Bucyrus may not sound like much, if you’re not from here. It’s difficult to pronounce (boo-SIGH-rus). It’s not a household name, unlike say Caterpillar (whose familiar black and yellow logo figures into South Milwaukee’s new challenges). But Bucyrus and South Milwaukee have history, and have made history together. It was in South Milwaukee that Bucyrus made the steam shovels used to dig the Chicago Drainage Canal. Here, it manufactured the equipment used to mine California gold fields, to shovel the Mosabi Iron Ranges, to expand the New York State Barge Canal. Most of the steam shovels used to create the Panama Canal in the early 1900s were made by Bucyrus in South Milwaukee. A famous 1906 photograph shows President Theodore Roosevelt operating a Bucyrus steam shovel, digging the canal. By 1925, Bucyrus became the largest manufacturer of excavating equipment in the world, and it once employed 10 percent of the population of South Milwaukee.

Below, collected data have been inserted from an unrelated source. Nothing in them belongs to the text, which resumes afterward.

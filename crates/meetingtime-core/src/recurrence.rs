use chrono::{DateTime, Days, Months, NaiveDateTime, Utc, Weekday};
use tracing::{debug, trace};

use crate::error::CoreError;
use crate::models::{Schedule, ScheduleKind};
use crate::timezone::{resolve_local, to_local};
use crate::weekday::ordinal_weekday;

/// Lazily generated, unbounded sequence of a schedule's occurrences.
///
/// Yields the first occurrence, then applies one increment at a time, so a
/// monthly schedule anchored on the 31st follows the clamped day onwards
/// (Jan 31, Feb 29, Mar 29). The wall-clock time of day is carried from step
/// to step. After an error is yielded the sequence ends.
#[derive(Debug, Clone)]
pub struct Occurrences<'a> {
    schedule: &'a Schedule,
    /// Wall-clock time of the last yielded occurrence
    last_local: Option<NaiveDateTime>,
    finished: bool,
}

impl<'a> Occurrences<'a> {
    fn new(schedule: &'a Schedule) -> Self {
        Self {
            schedule,
            last_local: None,
            finished: false,
        }
    }
}

impl Iterator for Occurrences<'_> {
    type Item = Result<DateTime<Utc>, CoreError>;

    fn next(&mut self) -> Option<Self::Item> {
        if self.finished {
            return None;
        }

        let Some(last) = self.last_local else {
            self.last_local = Some(self.schedule.first_local());
            return Some(Ok(self.schedule.first()));
        };

        let resolved = self.schedule.advance(last).and_then(|local| {
            self.last_local = Some(local);
            resolve_local(local, &self.schedule.timezone())
        });
        if resolved.is_err() {
            self.finished = true;
        }
        Some(resolved)
    }
}

/// Scans forward one day at a time from the day after `from` until a date
/// with the requested ordinal weekday. Months without that ordinal (no 5th
/// Monday, say) are skipped over.
fn next_matching_weekday(
    from: NaiveDateTime,
    target: (Weekday, u32),
) -> Result<NaiveDateTime, CoreError> {
    let mut candidate = from;
    loop {
        candidate = candidate
            .checked_add_days(Days::new(1))
            .ok_or_else(|| CoreError::OutOfRange(format!("day after {}", candidate)))?;
        if ordinal_weekday(&candidate) == target {
            return Ok(candidate);
        }
    }
}

impl Schedule {
    /// Moves a wall-clock time forward by one period of this schedule.
    ///
    /// Month arithmetic clamps to the end of shorter months
    /// (Jan 31 + 1 month is Feb 29 in a leap year).
    fn advance(&self, local: NaiveDateTime) -> Result<NaiveDateTime, CoreError> {
        let frequency = self.frequency();
        let advanced = match self.kind() {
            ScheduleKind::Daily => local.checked_add_days(Days::new(u64::from(frequency))),
            ScheduleKind::Weekly => local.checked_add_days(Days::new(7 * u64::from(frequency))),
            ScheduleKind::Monthly => local.checked_add_months(Months::new(frequency)),
            ScheduleKind::Yearly => frequency
                .checked_mul(12)
                .and_then(|months| local.checked_add_months(Months::new(months))),
            ScheduleKind::MonthlyByWeekday => {
                return next_matching_weekday(local, ordinal_weekday(&self.first_local()));
            }
        };
        advanced.ok_or_else(|| {
            CoreError::OutOfRange(format!(
                "{} advanced by {} ({})",
                local,
                frequency,
                self.kind()
            ))
        })
    }

    /// Returns the next raw candidate occurrence after `instant`.
    ///
    /// # Arguments
    /// * `instant` - A valid occurrence of this schedule (for monthly-by-weekday
    ///   schedules, any instant)
    ///
    /// # Returns
    /// * `Result<DateTime<Utc>, CoreError>` - The following candidate
    ///
    /// # Behavior
    /// - Daily: `instant + frequency` days
    /// - Weekly: `instant + 7 × frequency` days
    /// - Monthly: `instant + frequency` months, clamped to the end of the month
    /// - Yearly: `instant + frequency` years, clamped (Feb 29 becomes Feb 28)
    /// - MonthlyByWeekday: the first later day that is the same ordinal weekday
    ///   as the first occurrence, keeping the time of day of `instant`
    /// - Arithmetic happens on the wall clock of the schedule's timezone
    pub fn increment(&self, instant: DateTime<Utc>) -> Result<DateTime<Utc>, CoreError> {
        let tz = self.timezone();
        let local = self.advance(to_local(instant, &tz))?;
        resolve_local(local, &tz)
    }

    /// Iterates over every occurrence of this schedule, starting with the first.
    pub fn occurrences(&self) -> Occurrences<'_> {
        Occurrences::new(self)
    }

    /// Finds the first occurrence strictly after the given time.
    ///
    /// # Arguments
    /// * `after` - Find the meeting following this UTC time
    ///
    /// # Returns
    /// * `Result<DateTime<Utc>, CoreError>` - Next occurrence time
    ///
    /// # Behavior
    /// - Starts at the first meeting and increments until past `after`
    /// - An occurrence exactly at `after` is not "next"
    /// - Times before the first meeting return the first meeting
    pub fn next(&self, after: DateTime<Utc>) -> Result<DateTime<Utc>, CoreError> {
        for (steps, occurrence) in self.occurrences().enumerate() {
            let occurrence = occurrence?;
            trace!(%occurrence, "checking candidate");
            if occurrence > after {
                debug!(kind = %self.kind(), %after, %occurrence, steps, "found next occurrence");
                return Ok(occurrence);
            }
        }
        Err(CoreError::OutOfRange(format!("no occurrence after {}", after)))
    }

    /// Finds the last occurrence strictly before the given time.
    ///
    /// # Arguments
    /// * `before` - Find the meeting preceding this UTC time
    ///
    /// # Returns
    /// * `Result<DateTime<Utc>, CoreError>` - Previous occurrence time
    ///
    /// # Behavior
    /// - Fails with `NoEarlierMeetings` when `before` is at or before the first meeting
    /// - Otherwise walks forward from the first meeting and returns the last
    ///   occurrence before `before`
    pub fn previous(&self, before: DateTime<Utc>) -> Result<DateTime<Utc>, CoreError> {
        if before <= self.first() {
            return Err(CoreError::NoEarlierMeetings);
        }

        let mut previous = self.first();
        for (steps, occurrence) in self.occurrences().enumerate() {
            let occurrence = occurrence?;
            if occurrence >= before {
                debug!(kind = %self.kind(), %before, %previous, steps, "found previous occurrence");
                return Ok(previous);
            }
            previous = occurrence;
        }
        Err(CoreError::OutOfRange(format!("no occurrence before {}", before)))
    }

    /// Preview upcoming occurrences for this schedule.
    ///
    /// # Arguments
    /// * `after` - Only occurrences strictly after this time are returned
    /// * `count` - Maximum number of occurrences to return
    pub fn upcoming(
        &self,
        after: DateTime<Utc>,
        count: usize,
    ) -> Result<Vec<DateTime<Utc>>, CoreError> {
        self.occurrences()
            .filter(|occurrence| occurrence.as_ref().map_or(true, |o| *o > after))
            .take(count)
            .collect()
    }
}
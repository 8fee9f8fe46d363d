use anyhow::{Context, Result};
use chrono_tz::Tz;
use figment::{
    providers::{Env, Format, Toml},
    Figment,
};
use meetingtime_core::models::{Schedule, ScheduleKind};
use meetingtime_core::timezone::validate_timezone;
use serde::Deserialize;

use crate::parser::parse_instant;
use crate::timezone::detect_system_timezone;

const CONFIG_FILE: &str = "meetingtime.toml";

#[derive(Deserialize, Debug)]
pub struct Config {
    /// Timezone used for display and for schedules without their own (IANA format)
    #[serde(default = "detect_system_timezone")]
    pub default_timezone: String,
    #[serde(default)]
    pub schedules: Vec<ScheduleEntry>,
}

/// A named schedule as written in the configuration file
#[derive(Deserialize, Debug, Clone)]
pub struct ScheduleEntry {
    pub name: String,
    /// daily | weekly | monthly | monthly-by-weekday | yearly
    pub kind: String,
    /// First meeting; RFC 3339, or a local date/time in the entry's timezone
    pub first: String,
    #[serde(default = "default_frequency")]
    pub frequency: u32,
    pub timezone: Option<String>,
}

fn default_frequency() -> u32 {
    1
}

impl Config {
    /// Loads `meetingtime.toml` (or the file named by `MEETINGTIME_CONFIG`),
    /// overridden by `MEETINGTIME_`-prefixed environment variables.
    pub fn load() -> Result<Self, figment::Error> {
        let path = std::env::var("MEETINGTIME_CONFIG").unwrap_or_else(|_| CONFIG_FILE.to_string());
        Self::figment(&path).extract()
    }

    fn figment(path: &str) -> Figment {
        Figment::new()
            .merge(Toml::file(path))
            .merge(Env::prefixed("MEETINGTIME_"))
    }

    pub fn default_timezone(&self) -> Result<Tz> {
        validate_timezone(&self.default_timezone)
            .with_context(|| "Invalid default_timezone in configuration".to_string())
    }
}

impl ScheduleEntry {
    /// Builds the schedule this entry describes, using `default_tz` when the
    /// entry names no timezone of its own.
    pub fn to_schedule(&self, default_tz: Tz) -> Result<Schedule> {
        let context = || format!("Invalid schedule '{}'", self.name);

        let kind: ScheduleKind = self.kind.parse().with_context(context)?;
        let tz = match &self.timezone {
            Some(name) => validate_timezone(name).with_context(context)?,
            None => default_tz,
        };
        let first = parse_instant(&self.first, &tz).with_context(context)?;
        let schedule = Schedule::new(kind, first, self.frequency).with_context(context)?;

        Ok(schedule.in_timezone(tz))
    }
}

Teddy Roosevelt on a Bucyrus machine at the digging of the Panama Canal in 1906.

The machines made by Bucyrus are so huge they’re hard to imagine, if you’re not familiar with mining equipment. Think skyscraper-big, at least in the early days of skyscrapers. An 11-story blasthole drill that briefly became famous for neatly blasting a huge hole to rescue two coal miners trapped in a Pennsylvania mine. Or the Big Muskie, still the biggest mobile earth-moving machine ever made at 22 stories high and with a bucket as large as a 12-car garage.

“It was not quite Harley-Davidson,” says Gurda, the historian. “But Bucyrus did some sexy stuff. It was a very strong brand. There was a reflected glory in South Milwaukee because of it.”

When Caterpillar bought the company, Gurda notes: “It was a painful break.”

“I wouldn’t go so far as to say it was ‘ripping the heart out’ of the city,” he says. “But it was in that ballpark.”

* * *

While the United States lost 5.7 million manufacturing jobs in the 2000s, things felt different in South Milwaukee. Bucyrus was bustling. The company started 2000 with $289 million in annual sales of its specialized mining machines. By 2010, when Bucyrus announced the Caterpillar deal, it was selling $3.65 billion annually.

In some ways, then, the city became a victim of Bucyrus’s success. What would the sale to Caterpillar mean for South Milwaukee?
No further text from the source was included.